Apparently he was eating lots and lots of ice cream to put heaps of weight back on, after the Machinist. He also said he stopped exercising while he was putting on the weight, then I guess he started to build muscle after he was at a reasonable body weight. So I guess it's possible *shrug*


----------



## theface (Jul 31, 2009)

BoneCrusher said:


> He's alwasy been well built.  In American Physco from like 4 years ago he was looking pretty well defined too.



I definitely agree that Bale had to have juiced.  He was 121 pounds for the Machinest and was expected to look significantly muscular for the screen test of Batman Beings.  

Also, look at all the main characters in 300 as well as Brad Pitt in Troy.  The all show significant sings of gynecomastia.  A resident doctor friend of mine compared chest shots of Gerard Butler and Brad Pitt before and after these roles and highlighted the raised breast tissue.  To me, this was a clear cut sign of elevated testosterone levels brought on by steroid use.


----------



## DiGiTaL (Aug 1, 2009)

Whocares?


----------



## mr.universe (Aug 10, 2009)

*Christian Bale and "hormone therapy"!*



Jay-Budaman said:


> There have been several posts about this in the past. Try a search. But in my opinion, yeah he used roids.

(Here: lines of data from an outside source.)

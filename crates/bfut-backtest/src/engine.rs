//! Bar replay loop.
//!
//! For every bar, in order:
//!
//! 1. resting simulated orders are matched against the bar range,
//! 2. the bar is dispatched as a closed kline event,
//! 3. a mark-price event synthesized from the close is dispatched,
//! 4. equity is sampled at the close.
//!
//! Order updates produced by any step are delivered right after it, before
//! the next step runs.

use crate::error::{BacktestError, BacktestResult};
use crate::exchange::SimulatedExchange;
use crate::report::BacktestReport;
use bfut_core::{Kline, KlineEvent, KlineInterval, MarkPriceEvent, MarketEvent};
use bfut_strategy::{
    FeedMode, RiskConfig, RiskPolicy, Strategy, StrategyParams, StrategyRuntime, StrategySpec,
};
use bfut_telemetry::Metrics;
use rust_decimal::Decimal;
use serde::{Deserialize, Serialize};
use std::path::PathBuf;
use std::sync::Arc;
use tracing::{debug, info, warn};

/// Rounds of order-update delivery per step before the remainder is
/// deferred to the next step.
const MAX_UPDATE_ROUNDS: usize = 32;

#[derive(Debug, Clone, Serialize, Deserialize)]
pub struct BacktestConfig {
    #[serde(default = "default_symbol")]
    pub symbol: String,

    #[serde(default = "default_interval")]
    pub interval: KlineInterval,

    #[serde(default = "default_initial_cash")]
    pub initial_cash: Decimal,

    /// Fee rate applied to every fill's notional.
    #[serde(default = "default_commission_rate")]
    pub commission_rate: Decimal,

    /// First candle open time (ms) when fetching over REST.
    #[serde(default)]
    pub start_ms: Option<i64>,

    #[serde(default)]
    pub end_ms: Option<i64>,

    /// Candle file to replay instead of fetching.
    #[serde(default)]
    pub data_file: Option<PathBuf>,
}

fn default_symbol() -> String {
    "BTCUSDT".to_string()
}

fn default_interval() -> KlineInterval {
    KlineInterval::M15
}

fn default_initial_cash() -> Decimal {
    Decimal::new(10_000, 0)
}

fn default_commission_rate() -> Decimal {
    Decimal::new(4, 4)
}

impl Default for BacktestConfig {
    fn default() -> Self {
        Self {
            symbol: default_symbol(),
            interval: default_interval(),
            initial_cash: default_initial_cash(),
            commission_rate: default_commission_rate(),
            start_ms: None,
            end_ms: None,
            data_file: None,
        }
    }
}

pub struct BacktestEngine {
    config: BacktestConfig,
    risk: RiskConfig,
}

impl BacktestEngine {
    pub fn new(mut config: BacktestConfig, risk: RiskConfig) -> Self {
        config.symbol = config.symbol.to_uppercase();
        Self { config, risk }
    }

    pub fn config(&self) -> &BacktestConfig {
        &self.config
    }

    /// Replay `klines` through the configured strategies. Disabled specs are
    /// skipped.
    pub async fn run(
        &self,
        specs: &[StrategySpec],
        klines: &[Kline],
    ) -> BacktestResult<BacktestReport> {
        check_series(klines)?;
        let (exchange, runtime) = self.prepare();
        for spec in specs {
            runtime.load_spec(spec)?;
        }
        self.replay(exchange, runtime, klines).await
    }

    /// Replay `klines` through already constructed strategies.
    pub async fn run_instances(
        &self,
        instances: Vec<(String, Box<dyn Strategy>)>,
        klines: &[Kline],
    ) -> BacktestResult<BacktestReport> {
        check_series(klines)?;
        let (exchange, runtime) = self.prepare();
        for (id, strategy) in instances {
            runtime.load_instance(&id, strategy, StrategyParams::new())?;
        }
        self.replay(exchange, runtime, klines).await
    }

    fn prepare(&self) -> (Arc<SimulatedExchange>, StrategyRuntime) {
        let exchange = Arc::new(SimulatedExchange::new(
            self.config.initial_cash,
            self.config.commission_rate,
        ));
        let risk = Arc::new(RiskPolicy::new(exchange.clone(), self.risk.clone()));
        let runtime = StrategyRuntime::new(exchange.clone(), risk, FeedMode::Replay);
        (exchange, runtime)
    }

    async fn replay(
        &self,
        exchange: Arc<SimulatedExchange>,
        runtime: StrategyRuntime,
        klines: &[Kline],
    ) -> BacktestResult<BacktestReport> {
        let symbol = self.config.symbol.as_str();
        info!(
            symbol,
            interval = %self.config.interval,
            bars = klines.len(),
            strategies = runtime.len(),
            initial_cash = %self.config.initial_cash,
            "Backtest starting"
        );

        for (id, e) in runtime.start_all().await {
            warn!(strategy = %id, error = %e, "Strategy failed to start, it will receive no events");
        }

        let mut failures = 0;
        if let Some(first) = klines.first() {
            exchange.record_initial(first.open_time);
        }

        for (index, kline) in klines.iter().enumerate() {
            exchange.begin_bar(index, symbol, kline);
            failures += deliver_order_updates(&exchange, &runtime).await;

            let event = MarketEvent::Kline(KlineEvent {
                symbol: symbol.to_string(),
                interval: self.config.interval,
                event_time: kline.close_time,
                kline: Kline {
                    is_closed: true,
                    ..kline.clone()
                },
            });
            failures += runtime.dispatch_market_event(&event).await.failures.len();
            failures += deliver_order_updates(&exchange, &runtime).await;

            let mark = MarketEvent::MarkPrice(MarkPriceEvent::from_close(symbol, kline));
            failures += runtime.dispatch_market_event(&mark).await.failures.len();
            failures += deliver_order_updates(&exchange, &runtime).await;

            let equity = exchange.mark_equity(kline.close_time);
            debug!(bar = index, close = %kline.close, %equity, "Bar replayed");
        }

        for (id, e) in runtime.stop_all().await {
            warn!(strategy = %id, error = %e, "Strategy stop handler failed");
        }
        failures += deliver_order_updates(&exchange, &runtime).await;

        Metrics::backtest_run();
        let report = BacktestReport::build(
            symbol,
            klines.len(),
            &exchange.ledger(),
            exchange.orders(),
            failures,
        );
        info!(
            symbol,
            final_equity = %report.final_equity,
            total_pnl = %report.total_pnl,
            trades = report.trade_count,
            max_drawdown_pct = %report.max_drawdown_pct.round_dp(2),
            dispatch_failures = report.dispatch_failures,
            "Backtest finished"
        );
        Ok(report)
    }
}

/// Deliver queued order updates until none remain. Returns handler
/// failures.
async fn deliver_order_updates(exchange: &SimulatedExchange, runtime: &StrategyRuntime) -> usize {
    let mut failures = 0;
    for _ in 0..MAX_UPDATE_ROUNDS {
        let events = exchange.drain_events();
        if events.is_empty() {
            return failures;
        }
        for event in &events {
            failures += runtime.dispatch_user_data_event(event).await.failures.len();
        }
    }
    warn!(
        pending = exchange.pending_events(),
        "Order updates keep producing orders, deferring the rest"
    );
    failures
}

fn check_series(klines: &[Kline]) -> BacktestResult<()> {
    if klines.is_empty() {
        return Err(BacktestError::NoData);
    }
    // Equity points are stamped with close times, so those must advance too.
    if let Some(k) = klines.iter().find(|k| k.close_time < k.open_time) {
        return Err(BacktestError::InvalidData(format!(
            "candle at open time {} closes before it opens",
            k.open_time
        )));
    }
    if let Some(pair) = klines
        .windows(2)
        .find(|w| w[1].open_time <= w[0].open_time || w[1].close_time <= w[0].close_time)
    {
        return Err(BacktestError::InvalidData(format!(
            "candles out of order at open time {}",
            pair[1].open_time
        )));
    }
    Ok(())
}
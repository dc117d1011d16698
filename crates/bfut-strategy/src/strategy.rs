//! Strategy contract.
//!
//! Handlers take `&mut self`: the runtime keeps every instance behind its
//! own async mutex, so a strategy's state is never touched by two events
//! at once while different strategies run concurrently.

use crate::context::StrategyContext;
use crate::error::StrategyResult;
use bfut_core::{BoxFuture, DepthEvent, KlineEvent, MarkPriceEvent, OrderUpdate, TradeEvent};

fn done<'a>() -> BoxFuture<'a, StrategyResult<()>> {
    Box::pin(async { Ok(()) })
}

pub trait Strategy: Send {
    /// Factory name of the implementation.
    fn kind(&self) -> &'static str;

    /// Told once at load whether events will be replayed rather than
    /// streamed. Replayed strategies must not open live subscriptions.
    fn set_backtest_mode(&mut self, _enabled: bool) {}

    /// Subscribe to the data this instance needs.
    fn start<'a>(&'a mut self, ctx: &'a StrategyContext) -> BoxFuture<'a, StrategyResult<()>>;

    /// Release subscriptions and pending work.
    fn stop<'a>(&'a mut self, ctx: &'a StrategyContext) -> BoxFuture<'a, StrategyResult<()>>;

    fn on_kline<'a>(
        &'a mut self,
        _ctx: &'a StrategyContext,
        _event: &'a KlineEvent,
    ) -> BoxFuture<'a, StrategyResult<()>> {
        done()
    }

    fn on_depth<'a>(
        &'a mut self,
        _ctx: &'a StrategyContext,
        _event: &'a DepthEvent,
    ) -> BoxFuture<'a, StrategyResult<()>> {
        done()
    }

    fn on_trade<'a>(
        &'a mut self,
        _ctx: &'a StrategyContext,
        _event: &'a TradeEvent,
    ) -> BoxFuture<'a, StrategyResult<()>> {
        done()
    }

    fn on_mark_price<'a>(
        &'a mut self,
        _ctx: &'a StrategyContext,
        _event: &'a MarkPriceEvent,
    ) -> BoxFuture<'a, StrategyResult<()>> {
        done()
    }

    /// Every order update reaches every active strategy; implementations
    /// filter for their own client ids.
    fn on_order_update<'a>(
        &'a mut self,
        _ctx: &'a StrategyContext,
        _update: &'a OrderUpdate,
    ) -> BoxFuture<'a, StrategyResult<()>> {
        done()
    }
}
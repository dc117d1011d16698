//! Risk-based position sizing.
//!
//! The budget for a trade is a fraction of the available balance; the
//! quantity is the budget divided by the distance to the stop, so a stop
//! out loses at most the budget.

use bfut_core::{Price, Size};
use rust_decimal::{Decimal, RoundingStrategy};
use serde::{Deserialize, Serialize};
use std::sync::Arc;
use tracing::{debug, warn};

/// Values closer than this are treated as equal.
const EPSILON: Decimal = Decimal::from_parts(1, 0, 0, false, 8);

/// Largest accepted risk fraction per trade.
const MAX_RISK_PCT: Decimal = Decimal::from_parts(5, 0, 0, false, 1);

/// Source of the balance that backs position sizing.
///
/// Live this is the order manager's cached quote balance; in a backtest it
/// is the ledger's cash.
#[cfg_attr(test, mockall::automock)]
pub trait BalanceSource: Send + Sync {
    fn available_balance(&self) -> Option<Decimal>;
}

/// Fixed balance, for tools and tests.
#[derive(Debug, Clone, Copy)]
pub struct FixedBalance(pub Decimal);

impl BalanceSource for FixedBalance {
    fn available_balance(&self) -> Option<Decimal> {
        Some(self.0)
    }
}

#[derive(Debug, Clone, Serialize, Deserialize)]
pub struct RiskConfig {
    /// Fraction of balance risked per trade when none is given.
    #[serde(default = "default_risk_pct")]
    pub default_risk_pct: Decimal,

    /// Decimal places of order quantities.
    #[serde(default = "default_qty_precision")]
    pub qty_precision: u32,

    /// Smallest order quantity worth sending.
    #[serde(default = "default_min_qty")]
    pub min_qty: Decimal,
}

fn default_risk_pct() -> Decimal {
    Decimal::new(1, 2)
}

fn default_qty_precision() -> u32 {
    3
}

fn default_min_qty() -> Decimal {
    Decimal::new(1, 3)
}

impl Default for RiskConfig {
    fn default() -> Self {
        Self {
            default_risk_pct: default_risk_pct(),
            qty_precision: default_qty_precision(),
            min_qty: default_min_qty(),
        }
    }
}

fn risk_pct_in_range(pct: Decimal) -> bool {
    pct > Decimal::ZERO && pct <= MAX_RISK_PCT
}

pub struct RiskPolicy {
    balance: Arc<dyn BalanceSource>,
    config: RiskConfig,
}

impl RiskPolicy {
    pub fn new(balance: Arc<dyn BalanceSource>, mut config: RiskConfig) -> Self {
        if !risk_pct_in_range(config.default_risk_pct) {
            warn!(
                configured = %config.default_risk_pct,
                fallback = %default_risk_pct(),
                "Default risk fraction outside (0, 0.5], using fallback"
            );
            config.default_risk_pct = default_risk_pct();
        }
        Self { balance, config }
    }

    pub fn config(&self) -> &RiskConfig {
        &self.config
    }

    pub fn available_balance(&self) -> Option<Decimal> {
        self.balance.available_balance()
    }

    fn effective_risk_pct(&self, risk_pct: Option<Decimal>) -> Decimal {
        match risk_pct {
            Some(pct) if risk_pct_in_range(pct) => pct,
            Some(pct) => {
                warn!(
                    requested = %pct,
                    default = %self.config.default_risk_pct,
                    "Risk fraction outside (0, 0.5], using default"
                );
                self.config.default_risk_pct
            }
            None => self.config.default_risk_pct,
        }
    }

    /// Quote amount to risk on one trade: balance × risk fraction.
    pub fn position_budget(&self, risk_pct: Option<Decimal>) -> Option<Decimal> {
        let pct = self.effective_risk_pct(risk_pct);
        let Some(balance) = self.balance.available_balance() else {
            warn!("No balance available, cannot size position");
            return None;
        };
        if balance <= Decimal::ZERO {
            warn!(%balance, "Non-positive balance, cannot size position");
            return None;
        }
        let budget = balance * pct;
        debug!(%balance, %pct, %budget, "Position budget");
        Some(budget)
    }

    /// Quantity whose stop-out loss equals `budget`, using the configured
    /// precision and minimum.
    pub fn quantity_from_risk(&self, budget: Decimal, entry: Price, stop: Price) -> Option<Size> {
        quantity_from_risk(
            budget,
            entry,
            stop,
            self.config.qty_precision,
            self.config.min_qty,
        )
    }

    /// Whether risking `qty` between `entry` and `stop` stays within the
    /// budget for `risk_pct`.
    pub fn validate_order_risk(
        &self,
        entry: Price,
        stop: Price,
        qty: Size,
        risk_pct: Option<Decimal>,
    ) -> bool {
        let distance = entry.distance(stop);
        if distance < EPSILON {
            warn!(%entry, %stop, "Entry and stop too close to validate risk");
            return false;
        }
        let Some(budget) = self.position_budget(risk_pct) else {
            return false;
        };
        let Some(proposed) = distance.checked_mul(qty.inner().abs()) else {
            warn!(%distance, %qty, "Order risk out of range");
            return false;
        };
        if proposed > budget {
            warn!(%proposed, %budget, "Order risk exceeds budget");
            return false;
        }
        true
    }
}

/// `round(budget / |entry - stop|, precision)`, or `None` when the inputs
/// are degenerate or the result is below `min_qty`. Rounding is
/// half-to-even.
pub fn quantity_from_risk(
    budget: Decimal,
    entry: Price,
    stop: Price,
    precision: u32,
    min_qty: Decimal,
) -> Option<Size> {
    if budget < EPSILON || entry.inner() < EPSILON || stop.inner() < EPSILON {
        debug!(%budget, %entry, %stop, "Degenerate sizing inputs");
        return None;
    }
    let distance = entry.distance(stop);
    if distance < EPSILON {
        warn!(%entry, %stop, "Entry and stop too close to size position");
        return None;
    }
    let Some(raw) = budget.checked_div(distance) else {
        warn!(%budget, %distance, "Sized quantity out of range");
        return None;
    };
    let qty = raw.round_dp_with_strategy(precision, RoundingStrategy::MidpointNearestEven);
    if qty < min_qty {
        debug!(%qty, %min_qty, "Sized quantity below minimum");
        return None;
    }
    Some(Size::new(qty))
}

I do believe in Hollywood they don't call it "ROIDS" it's referred to as HRT Hormone Replacement Therapy and all the big names have used it.  Sylvester Stallone, Arnold Schwarzenegger, Brad Pitt even De Niro in Cape Fear.  Doctors all over will prescribe testosterone to just about anyone and aging actors or big stars have no problem getting on board this train.


----------



## T_man (Aug 11, 2009)

As much as I applaud him, I don't think taking the body to such extremes is very healthy. I'm sure it will start taking it's toll soon.


----------



## T_man (Aug 11, 2009)

That's an unnatural amount of mass that takes years to obtain, for a normal healthy person, let alone going from close to death thin to that kind of size.


----------



## min0 lee (Aug 11, 2009)

I didn't like his Batman in Terminator.


----------



## T_man (Aug 11, 2009)

batty man?


----------



## ectomorph141 (Aug 10, 2010)

Sorry to dig up an old thread but I just watched the Machinist last night and holy crap what a transformation from Reign of Fire to the Machinist to Batman.   Thats probably the most insane transformation I have ever seen someone go through. And he gained the 100lbs in a year!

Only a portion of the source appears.